La visite de plusieurs personnalités grâce à la notoriété de certaines associations a de fait mis un coup de projecteur sur les plus petites structures qui ont ainsi gagné en visibilité, mais aussi en conseils et en crédibilité. « Face à nos financeurs, à nos partenaires, nous sommes plus légitimes. Et puis, cela permet de prendre du recul par rapport à nos pratiques et de récolter des conseils et des contacts », ajoute Hawa, qui participe régulièrement au comité de pilotage mensuel qui rassemble toutes les structures. « Nous y faisons le point sur les dépenses, sur la vie de l’immeuble, sur la répartition des tâches ou la recherche de financements pour pouvoir payer des travaux au rez-de-chaussée », détaille Sylvie Desquesnes, l’une des quatre personnes à travailler pour l’Ascenseur. Une initiative parmi d’autres que l’équipe compte bien développer en multipliant les temps de rencontres et d’échanges : des petits déjeuners thématiques animés à chaque fois par une association, des expositions, des animations… Mais ce QG de l’égalité des chances reste également ouvert sur l’extérieur, associations comme entreprises.
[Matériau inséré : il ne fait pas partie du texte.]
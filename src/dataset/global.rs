//! Process-wide member dataset. It is set at most once, and always with a
//! validated `Dataset`, so readers never see unchecked data.

use once_cell::sync::OnceCell;
use thiserror::Error;

use super::{builtin, Dataset};
use crate::validate::ValidationError;

static DATASET: OnceCell<Dataset> = OnceCell::new();

#[derive(Debug, Error)]
#[error("member dataset is already initialized")]
pub struct AlreadyInstalled;

/// Install `dataset` as the process-wide dataset.
pub fn install(dataset: Dataset) -> Result<&'static Dataset, AlreadyInstalled> {
    DATASET.set(dataset).map_err(|_| AlreadyInstalled)?;
    DATASET.get().ok_or(AlreadyInstalled)
}

/// The process-wide dataset, validating the built-in members on first use.
pub fn init_builtin() -> Result<&'static Dataset, ValidationError> {
    DATASET.get_or_try_init(builtin::load)
}

pub fn get() -> Option<&'static Dataset> {
    DATASET.get()
}
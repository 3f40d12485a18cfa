pub mod asset;
pub mod category;
pub mod dataset;
pub mod member;
pub mod validate;

pub use asset::{AssetResolver, StaticAssets};
pub use category::{Category, CategoryTable};
pub use dataset::Dataset;
pub use member::{ImageHandle, MemberRecord};
pub use validate::{validate, validate_value, ErrorKind, ValidationContext, ValidationError};
pub mod builtin;
pub mod global;
pub mod source;

use serde::Serialize;
use serde_json::Value;
use tracing::info;

use crate::category::{Category, CategoryTable};
use crate::member::{ImageHandle, MemberRecord};
use crate::validate::{validate, validate_value, ValidationContext, ValidationError};

/// A validated member list together with the categories it was checked
/// against. Only obtainable through validation and read-only afterwards.
#[derive(Debug, Clone, PartialEq, Eq)]
pub struct Dataset {
    members: Vec<MemberRecord>,
    categories: CategoryTable,
}

/// A member with its category codes resolved to labels.
#[derive(Debug, Clone, Copy, Serialize)]
pub struct MemberEntry<'a> {
    #[serde(flatten)]
    pub record: &'a MemberRecord,
    pub degree: &'a str,
    pub department: &'a str,
}

impl MemberEntry<'_> {
    pub fn image(&self) -> Option<&ImageHandle> {
        self.record.image_ref.as_ref()
    }
}

impl Dataset {
    /// Validate authored member data (a JSON list of objects).
    pub fn from_value(raw: &Value, ctx: &ValidationContext<'_>) -> Result<Self, ValidationError> {
        let members = validate_value(raw, ctx)?;
        Ok(Self::finish(members, ctx))
    }

    /// Validate typed records, filling in placeholder images.
    pub fn from_records(
        mut members: Vec<MemberRecord>,
        ctx: &ValidationContext<'_>,
    ) -> Result<Self, ValidationError> {
        validate(&mut members, ctx)?;
        Ok(Self::finish(members, ctx))
    }

    fn finish(members: Vec<MemberRecord>, ctx: &ValidationContext<'_>) -> Self {
        info!(members = members.len(), "member data validated");
        Self {
            members,
            categories: ctx.categories.clone(),
        }
    }

    pub fn members(&self) -> &[MemberRecord] {
        &self.members
    }

    pub fn categories(&self) -> &CategoryTable {
        &self.categories
    }

    pub fn len(&self) -> usize {
        self.members.len()
    }

    pub fn is_empty(&self) -> bool {
        self.members.is_empty()
    }

    /// Members in authored order, with degree and department labels.
    pub fn entries(&self) -> impl Iterator<Item = MemberEntry<'_>> {
        self.members.iter().map(move |record| MemberEntry {
            record,
            degree: self
                .categories
                .label(Category::Degree, record.degree_code)
                .unwrap_or_default(),
            department: self
                .categories
                .label(Category::Department, record.department_code)
                .unwrap_or_default(),
        })
    }

    /// Number of members per label of `category`, in label order.
    pub fn count_by(&self, category: Category) -> Vec<(&str, usize)> {
        self.categories
            .labels(category)
            .iter()
            .enumerate()
            .map(|(code, label)| {
                let n = self
                    .members
                    .iter()
                    .filter(|m| {
                        let c = match category {
                            Category::Degree => m.degree_code,
                            Category::Department => m.department_code,
                        };
                        c == code as i64
                    })
                    .count();
                (label.as_str(), n)
            })
            .collect()
    }
}
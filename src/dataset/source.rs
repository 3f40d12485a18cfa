use anyhow::{Context, Result};
use serde::{Deserialize, Serialize};
use serde_json::Value;
use std::{fs, path::Path};
use tracing::info;

use super::Dataset;
use crate::asset::AssetResolver;
use crate::category::CategoryTable;
use crate::validate::{ValidationContext, ValidationError};

/// A member dataset as stored on disk:
///
/// ```yaml
/// deg: [phd, master]
/// dept: [CSIE, IMI, AIMP]
/// members:
///   - { en: Tim Niven, deg: 0, dept: 0 }
/// ```
///
/// `members` is kept untyped so a malformed list is reported by validation
/// rather than by the parser.
#[derive(Debug, Clone, PartialEq, Serialize, Deserialize)]
pub struct DatasetDocument {
    #[serde(flatten)]
    pub categories: CategoryTable,
    pub members: Value,
}

impl DatasetDocument {
    pub fn validate(&self, assets: &dyn AssetResolver) -> Result<Dataset, ValidationError> {
        let ctx = ValidationContext::new(&self.categories, assets);
        Dataset::from_value(&self.members, &ctx)
    }
}

/// Read a dataset document; YAML for `.yaml`/`.yml`, JSON otherwise.
pub fn load_document<P: AsRef<Path>>(path: P) -> Result<DatasetDocument> {
    let path = path.as_ref();
    let text = fs::read_to_string(path)
        .with_context(|| format!("reading dataset document {}", path.display()))?;

    let is_yaml = matches!(
        path.extension().and_then(|e| e.to_str()),
        Some("yaml") | Some("yml")
    );
    let doc: DatasetDocument = if is_yaml {
        serde_yaml::from_str(&text).with_context(|| format!("parsing YAML {}", path.display()))?
    } else {
        serde_json::from_str(&text).with_context(|| format!("parsing JSON {}", path.display()))?
    };

    info!(
        path = %path.display(),
        degrees = doc.categories.deg.len(),
        departments = doc.categories.dept.len(),
        "loaded dataset document"
    );
    Ok(doc)
}

#[cfg(test)]
mod tests {
    use super::*;
    use crate::asset::{StaticAssets, PLACEHOLDER};
    use crate::validate::ErrorKind;
    use std::io::Write;
    use tempfile::NamedTempFile;

    fn write_temp(suffix: &str, body: &str) -> NamedTempFile {
        let mut f = tempfile::Builder::new().suffix(suffix).tempfile().unwrap();
        f.write_all(body.as_bytes()).unwrap();
        f
    }

    #[test]
    fn test_load_yaml_document() {
        let f = write_temp(
            ".yaml",
            "deg: [phd, master]\n\
             dept: [CSIE, IMI, AIMP]\n\
             members:\n\
             \x20 - { en: Tim Niven, deg: 0, dept: 0 }\n\
             \x20 - { zh: 陳比恩, deg: 1, dept: 1, year: 2019 }\n",
        );
        let doc = load_document(f.path()).unwrap();
        assert_eq!(doc.categories.dept.len(), 3);

        let ds = doc.validate(&StaticAssets::default()).unwrap();
        assert_eq!(ds.len(), 2);
        assert_eq!(ds.members()[1].graduation_year, Some(2019));
        assert_eq!(
            ds.members()[0].image_ref.as_ref().map(|h| h.as_str()),
            Some(PLACEHOLDER)
        );
    }

    #[test]
    fn test_load_json_document() {
        let f = write_temp(
            ".json",
            r#"{"degree":["phd"],"department":["CSIE"],
                "members":[{"nameAlt":"Iris Wu","degreeCode":0,"departmentCode":0}]}"#,
        );
        let ds = load_document(f.path())
            .unwrap()
            .validate(&StaticAssets::default())
            .unwrap();
        assert_eq!(ds.members()[0].display_name(), "Iris Wu");
    }

    #[test]
    fn test_members_not_a_list_is_shape_error() {
        let f = write_temp(
            ".json",
            r#"{"deg":["phd"],"dept":["CSIE"],"members":{"en":"X","deg":0,"dept":0}}"#,
        );
        let doc = load_document(f.path()).unwrap();
        let err = doc.validate(&StaticAssets::default()).unwrap_err();
        assert_eq!(err.kind(), ErrorKind::Shape);
    }

    #[test]
    fn test_unreadable_document() {
        let f = write_temp(".json", "{ not json");
        let err = load_document(f.path()).unwrap_err();
        assert!(err.to_string().starts_with("parsing JSON"));

        assert!(load_document("/definitely/not/here.yaml").is_err());
    }
}
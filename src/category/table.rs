// src/category/table.rs

use serde::{Deserialize, Serialize};
use std::fmt;
use thiserror::Error;

/// Which label list a category code indexes into.
#[derive(Clone, Copy, Debug, PartialEq, Eq, Hash)]
pub enum Category {
    Degree,
    Department,
}

impl Category {
    pub fn as_str(&self) -> &str {
        match self {
            Category::Degree => "degree",
            Category::Department => "department",
        }
    }
}

impl fmt::Display for Category {
    fn fmt(&self, f: &mut fmt::Formatter<'_>) -> fmt::Result {
        f.write_str(self.as_str())
    }
}

/// A code that does not index its label list.
#[derive(Debug, Clone, PartialEq, Eq, Error)]
#[error("{category} code {code} is out of range for {len} labels")]
pub struct OutOfRange {
    pub category: Category,
    pub code: i64,
    pub len: usize,
}

/// Fixed, ordered label lists for degrees and departments.
///
/// Codes are positions in these lists, so entries are only ever appended.
#[derive(Debug, Clone, PartialEq, Eq, Serialize, Deserialize)]
pub struct CategoryTable {
    #[serde(alias = "degree")]
    pub deg: Vec<String>,
    #[serde(alias = "department")]
    pub dept: Vec<String>,
}

impl CategoryTable {
    pub fn new<D, P>(deg: D, dept: P) -> Self
    where
        D: IntoIterator,
        D::Item: Into<String>,
        P: IntoIterator,
        P::Item: Into<String>,
    {
        Self {
            deg: deg.into_iter().map(Into::into).collect(),
            dept: dept.into_iter().map(Into::into).collect(),
        }
    }

    pub fn labels(&self, category: Category) -> &[String] {
        match category {
            Category::Degree => &self.deg,
            Category::Department => &self.dept,
        }
    }

    pub fn len(&self, category: Category) -> usize {
        self.labels(category).len()
    }

    /// Resolve `code` to its label, or `OutOfRange` unless `0 <= code < len`.
    pub fn lookup(&self, category: Category, code: i64) -> Result<&str, OutOfRange> {
        let labels = self.labels(category);
        usize::try_from(code)
            .ok()
            .and_then(|idx| labels.get(idx))
            .map(String::as_str)
            .ok_or(OutOfRange {
                category,
                code,
                len: labels.len(),
            })
    }

    pub fn label(&self, category: Category, code: i64) -> Option<&str> {
        self.lookup(category, code).ok()
    }
}

/// The organization's categories.
pub fn builtin() -> CategoryTable {
    CategoryTable::new(
        [
            "phd",    // 0
            "master", // 1
        ],
        [
            "CSIE", // 0: Computer Science and Information Engineering
            "IMI",  // 1: Institute of Medical Informatics
            "AIMP", // 2: Artificial Intelligence Technology Master Program
        ],
    )
}
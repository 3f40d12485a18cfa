use anyhow::Result;
use memberdata::{dataset::global, Category};
use tracing::{error, info};
use tracing_subscriber::{fmt, EnvFilter};

fn main() -> Result<()> {
    // ─── 1) init logging ─────────────────────────────────────────────
    let env = EnvFilter::try_from_default_env().unwrap_or_else(|_| EnvFilter::new("info"));
    fmt::Subscriber::builder().with_env_filter(env).init();
    info!("startup");

    // ─── 2) validate the built-in members before anything reads them ─
    let dataset = match global::init_builtin() {
        Ok(ds) => ds,
        Err(e) => {
            error!(kind = %e.kind(), "member data rejected: {}", e);
            return Err(e.into());
        }
    };

    // ─── 3) roster ───────────────────────────────────────────────────
    for (degree, n) in dataset.count_by(Category::Degree) {
        info!(degree, members = n, "degree");
    }
    for (department, n) in dataset.count_by(Category::Department) {
        info!(department, members = n, "department");
    }
    for entry in dataset.entries() {
        info!(
            name = entry.record.display_name(),
            degree = entry.degree,
            department = entry.department,
            year = ?entry.record.graduation_year,
            image = ?entry.image().map(|h| h.as_str()),
            "member"
        );
    }

    info!("done");
    Ok(())
}
// src/asset/manifest.rs

use once_cell::sync::Lazy;
use regex::Regex;
use std::collections::BTreeSet;
use tracing::warn;

use super::{AssetResolver, PLACEHOLDER};
use crate::member::ImageHandle;

/// Relative, forward-slash path to an image file.
static IMAGE_ID: Lazy<Regex> = Lazy::new(|| {
    Regex::new(r"(?i)^[\w\-][\w\-.]*(?:/[\w\-.]+)*\.(?:jpe?g|png|webp|gif|svg)$").unwrap()
});

pub fn is_image_id(id: &str) -> bool {
    IMAGE_ID.is_match(id) && !id.split('/').any(|seg| seg == "..")
}

/// An in-memory manifest of importable images.
#[derive(Debug, Clone, PartialEq, Eq)]
pub struct StaticAssets {
    placeholder: ImageHandle,
    known: BTreeSet<String>,
}

impl StaticAssets {
    /// Manifest containing only `placeholder`.
    pub fn new(placeholder: impl Into<String>) -> Self {
        let placeholder = placeholder.into();
        let mut known = BTreeSet::new();
        known.insert(placeholder.clone());
        Self {
            placeholder: ImageHandle::new(placeholder),
            known,
        }
    }

    /// Register `id`. Identifiers that do not look like an image path are
    /// skipped with a warning.
    pub fn with(mut self, id: impl Into<String>) -> Self {
        self.insert(id);
        self
    }

    pub fn insert(&mut self, id: impl Into<String>) -> bool {
        let id = id.into();
        if !is_image_id(&id) {
            warn!("asset manifest: skipping `{}`, not an image path", id);
            return false;
        }
        self.known.insert(id)
    }

    pub fn len(&self) -> usize {
        self.known.len()
    }

    pub fn is_empty(&self) -> bool {
        self.known.is_empty()
    }
}

impl Default for StaticAssets {
    fn default() -> Self {
        Self::new(PLACEHOLDER)
    }
}

impl AssetResolver for StaticAssets {
    fn recognizes(&self, id: &str) -> bool {
        self.known.contains(id)
    }

    fn placeholder(&self) -> ImageHandle {
        self.placeholder.clone()
    }
}
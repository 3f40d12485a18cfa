use anyhow::{bail, Context, Result};
use memberdata::{
    asset::PLACEHOLDER,
    dataset::{builtin, source::load_document, MemberEntry},
    member::json_schema,
    Category, Dataset, StaticAssets,
};
use serde::Serialize;
use std::env;
use std::path::PathBuf;
use tracing::{error, info};
use tracing_subscriber::{fmt, EnvFilter};

/// Member count for one label, listed in code order.
#[derive(Debug, PartialEq, Serialize)]
struct LabelCount<'a> {
    code: usize,
    label: &'a str,
    members: usize,
}

/// What gets printed for a valid document.
#[derive(Serialize)]
struct Summary<'a> {
    members: usize,
    degrees: Vec<LabelCount<'a>>,
    departments: Vec<LabelCount<'a>>,
    roster: Vec<MemberEntry<'a>>,
}

fn label_counts(dataset: &Dataset, category: Category) -> Vec<LabelCount<'_>> {
    dataset
        .count_by(category)
        .into_iter()
        .enumerate()
        .map(|(code, (label, members))| LabelCount {
            code,
            label,
            members,
        })
        .collect()
}

fn summarize(dataset: &Dataset) -> Summary<'_> {
    Summary {
        members: dataset.len(),
        degrees: label_counts(dataset, Category::Degree),
        departments: label_counts(dataset, Category::Department),
        roster: dataset.entries().collect(),
    }
}

fn main() -> Result<()> {
    let env_filter = EnvFilter::try_from_default_env().unwrap_or_else(|_| EnvFilter::new("warn"));
    fmt::Subscriber::builder()
        .with_env_filter(env_filter)
        .with_writer(std::io::stderr)
        .init();

    // 1) Parse arguments: `<DOCUMENT>` or `--schema`
    let args: Vec<String> = env::args().skip(1).collect();
    if args.iter().any(|a| a == "--schema") {
        println!("{}", serde_json::to_string_pretty(&json_schema())?);
        return Ok(());
    }
    let Some(path) = args.first().map(PathBuf::from) else {
        bail!("Usage: member_check <DOCUMENT.json|DOCUMENT.yaml> | --schema");
    };

    // 2) Assets come from MEMBER_ASSET_DIR when set
    let assets = match env::var_os("MEMBER_ASSET_DIR") {
        Some(dir) => StaticAssets::from_dir(&dir, PLACEHOLDER)
            .with_context(|| format!("loading assets from {}", PathBuf::from(&dir).display()))?,
        None => builtin::assets(),
    };

    // 3) Load and validate
    let doc = load_document(&path)?;
    let dataset = match doc.validate(&assets) {
        Ok(ds) => ds,
        Err(e) => {
            error!(kind = %e.kind(), "{} rejected", path.display());
            bail!("{}: {}: {}", path.display(), e.kind(), e);
        }
    };
    info!("{} ok ({} members)", path.display(), dataset.len());

    // 4) Emit the summary as YAML
    print!("{}", serde_yaml::to_string(&summarize(&dataset))?);
    Ok(())
}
Outre la location des salles, « nous voulons construire un écosystème de l’égalité des chances, au-delà des vingt structures présentes. L’idée, c’est de faire grandir les acteurs en bénéficiant des expertises des uns et des autres, en répondant ensemble à des appels à projets… Nous accompagnons, par ailleurs, des associations qui sur d’autres territoires souhaitent développer un projet similaire à l’Ascenseur », explique Benjamin Blavier.
Impact et ambition
Une étude est déjà programmée pour évaluer l’impact de l’Ascenseur. Mais d’ores et déjà, les colocataires semblent unanimes pour souligner l’esprit d’entraide qui y règne. « Il suffit de passer la porte pour poser une question à une association, demander un conseil sur un dossier de financement ou échanger sur des bonnes pratiques surtout avec les structures qui sont au même étage que nous », explique Etienne Drapeau, salarié à la Cravate solidaire, située au 7e étage de l’immeuble qui en compte huit. Bref, le bilan semble pour l’instant positif et les nombreux salariés et bénévoles qui se croisent, divers comme l’est la société française, contents de participer à cette aventure. « Avant, chacun était dans son coin, ce qui rendait nos actions moins lisibles et entretenait de potentielles rivalités. Aujourd’hui, nous construisons un collectif et il y a une meilleure compréhension de la thématique de l’égalité des chances chez les financeurs et dans les médias. Nous sommes au début du projet, mais nous avons pour ambition de devenir un lieu d’interpellation des pouvoirs publics, des dirigeants d’entreprise… et d’innovation sociale », conclut Benjamin Blavier.